Why printing your photographs is good for your soul
I have to admit, I haven’t really printed any of my photographs for several years. Of course I created albums and the odd framed print for my wedding clients, but I have done nothing with my landscape images recently. Other than uploading the odd one to Flickr. That is until last week. I printed out the photograph of Janet’s Foss for my competition winner, and it made me realise I had completely forgotten how beautiful printed photographs are.
I actually do have a few of my landscape photographs framed in my lounge. They’re left-overs from an exhibition I held in 2009. But since then, I don’t think I’ve printed out a single one. Partly because I hate scanning transparencies, and especially negatives. Fiddling around on a computer, trying to get the colours correct, removing dust spots from them, eurgh… but I love the process of photographing on film, so that’s not going to change any time soon. Scanning will be the first job I outsource once I have enough money to do so. But in the meantime, I put off printing my images. I do quick and “that’ll do” good enough low resolution scans for uploading to my website, but I come out in a cold sweat when I think about the work and the boredom involved in getting a digital file to a sufficiently high standard to print a large image from it.
But I had to scan an image last week. My photograph of the Janet’s Foss waterfall in the Yorkshire Dales. It’s currently my favourite image, and the only one where I feel that there are very few things I would do differently if I were to take the image again today. It’s my currently almost-perfect. And I must have looked at it on a screen so many times, I felt that I knew every pixel of it. But as soon as I printed it out, it was like looking at a new image. I couldn’t believe what I hadn’t seen before. The tiny pink flowers clinging onto the edge of a distant rock. Did I even notice them when I was taking the photograph? I can’t even remember. Minuscule dots of pink that stand out so bright in an otherwise very green image. And the detail within the shadows of the rocks in the middle distance. Suddenly, every single one of them became clear and defined, even though they were still enveloped by the darkness. And the patterns in the river as it meanders its way between the rocks, barely visible, but definitely there in the print. Suddenly my vision became clear, like putting on a pair of glasses, or turning over to the HD channel. This photograph suddenly had a depth and clarity to it that I never even knew existed.
Of course, because of this clarity, the flaws are also suddenly magnified. What I had assumed was an image perfectly in focus turns out to have its far distance not totally sharp. This isn’t really an issue in this image, as it just serves to emphasise the distance between the distant trees and the foreground. But it has re-emphasised to me how much care I must take while making images, and how important the technical aspects of the craft are too.

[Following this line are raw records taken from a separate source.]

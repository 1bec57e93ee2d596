//! Release manifest snapshots and the pending/current diff.
//!
//! The manifest is a single JSON file at a fixed repository path mapping
//! tracked component paths to their last-released version string. Two
//! snapshots (released state on the target branch, pending state on the
//! release PR branch) are compared to find changed packages.

use crate::errors::{Result, WinchError};
use crate::types::ChangedPackage;
use std::collections::BTreeMap;

/// Fixed repository path of the released-versions manifest.
pub const MANIFEST_PATH: &str = ".release-please-manifest.json";

/// An immutable `path -> version string` mapping.
#[derive(Debug, Clone, Default, PartialEq, Eq)]
pub struct ManifestSnapshot {
    entries: BTreeMap<String, String>,
}

impl ManifestSnapshot {
    pub fn parse(json: &str) -> Result<Self> {
        let entries: BTreeMap<String, String> = serde_json::from_str(json)
            .map_err(|err| WinchError::InvalidData(format!("invalid manifest JSON: {err}")))?;
        Ok(Self { entries })
    }

    pub fn from_entries<I, K, V>(entries: I) -> Self
    where
        I: IntoIterator<Item = (K, V)>,
        K: Into<String>,
        V: Into<String>,
    {
        Self {
            entries: entries
                .into_iter()
                .map(|(k, v)| (k.into(), v.into()))
                .collect(),
        }
    }

    pub fn get(&self, path: &str) -> Option<&str> {
        self.entries.get(path).map(String::as_str)
    }

    pub fn iter(&self) -> impl Iterator<Item = (&str, &str)> {
        self.entries.iter().map(|(k, v)| (k.as_str(), v.as_str()))
    }

    pub fn set(&mut self, path: &str, version: &str) {
        self.entries.insert(path.to_string(), version.to_string());
    }

    pub fn is_empty(&self) -> bool {
        self.entries.is_empty()
    }

    pub fn len(&self) -> usize {
        self.entries.len()
    }

    /// Serialize back to the on-disk JSON shape (pretty, trailing newline).
    pub fn to_json(&self) -> Result<String> {
        let mut out = serde_json::to_string_pretty(&self.entries)
            .map_err(|err| WinchError::InvalidData(format!("manifest serialization: {err}")))?;
        out.push('\n');
        Ok(out)
    }
}

/// Compute the set of changed packages between the released manifest and
/// a pending one.
///
/// A path is reported iff it is present in `pending` and either absent
/// from `current` or carrying a different version string. Comparison is
/// literal string inequality, never semantic-version equality. Paths
/// present only in `current` are ignored.
pub fn diff(
    current: &ManifestSnapshot,
    pending: &ManifestSnapshot,
) -> BTreeMap<String, ChangedPackage> {
    let mut changed = BTreeMap::new();

    for (path, next) in pending.iter() {
        let current_version = current.get(path);
        if current_version != Some(next) {
            changed.insert(
                path.to_string(),
                ChangedPackage {
                    current: current_version.map(str::to_string),
                    next: next.to_string(),
                },
            );
        }
    }

    changed
}

#[cfg(test)]
mod tests {
    use super::*;

    #[test]
    fn parse_and_serialize_round_trip() {
        let json = "{\n  \"actions/setup\": \"1.2.3\",\n  \"workflows/ci\": \"0.4.0\"\n}\n";
        let snapshot = ManifestSnapshot::parse(json).unwrap();
        assert_eq!(snapshot.get("actions/setup"), Some("1.2.3"));
        assert_eq!(snapshot.len(), 2);
        assert_eq!(snapshot.to_json().unwrap(), json);
    }

    #[test]
    fn parse_rejects_non_string_values() {
        assert!(ManifestSnapshot::parse("{\"a\": 1}").is_err());
        assert!(ManifestSnapshot::parse("not json").is_err());
    }

    #[test]
    fn diff_of_identical_manifests_is_empty() {
        let manifest = ManifestSnapshot::from_entries([("a", "1.0.0"), ("b", "2.0.0")]);
        assert!(diff(&manifest, &manifest).is_empty());
    }

    #[test]
    fn diff_reports_added_package_without_current_version() {
        let current = ManifestSnapshot::from_entries([("a", "1.0.0")]);
        let pending = ManifestSnapshot::from_entries([("a", "1.0.0"), ("b", "2.0.0")]);

        let changed = diff(&current, &pending);
        assert_eq!(changed.len(), 1);
        assert_eq!(
            changed["b"],
            ChangedPackage {
                current: None,
                next: "2.0.0".to_string(),
            }
        );
    }

    #[test]
    fn diff_reports_version_changes() {
        let current = ManifestSnapshot::from_entries([("a", "1.0.0")]);
        let pending = ManifestSnapshot::from_entries([("a", "1.1.0")]);

        let changed = diff(&current, &pending);
        assert_eq!(
            changed["a"],
            ChangedPackage {
                current: Some("1.0.0".to_string()),
                next: "1.1.0".to_string(),
            }
        );
    }

    #[test]
    fn diff_ignores_removed_packages() {
        let current = ManifestSnapshot::from_entries([("a", "1.0.0"), ("gone", "3.0.0")]);
        let pending = ManifestSnapshot::from_entries([("a", "1.0.0")]);
        assert!(diff(&current, &pending).is_empty());
    }

    #[test]
    fn diff_uses_literal_string_comparison() {
        // Equivalent versions with different formatting are still "changed".
        let current = ManifestSnapshot::from_entries([("a", "1.0.0+b.1")]);
        let pending = ManifestSnapshot::from_entries([("a", "1.0.0+b.01")]);
        assert_eq!(diff(&current, &pending).len(), 1);
    }
}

I still hate scanning, and I doubt that will ever change. But now that I’ve reminded myself how beautiful prints are, I’m going to make an effort to print out my very favourites from now on and display them proudly in my home. I’m even going to start a collection of my favourite prints from my heroes and peers. Where I can look at them in their full HD glory, and where I can keep finding new things to enjoy within them.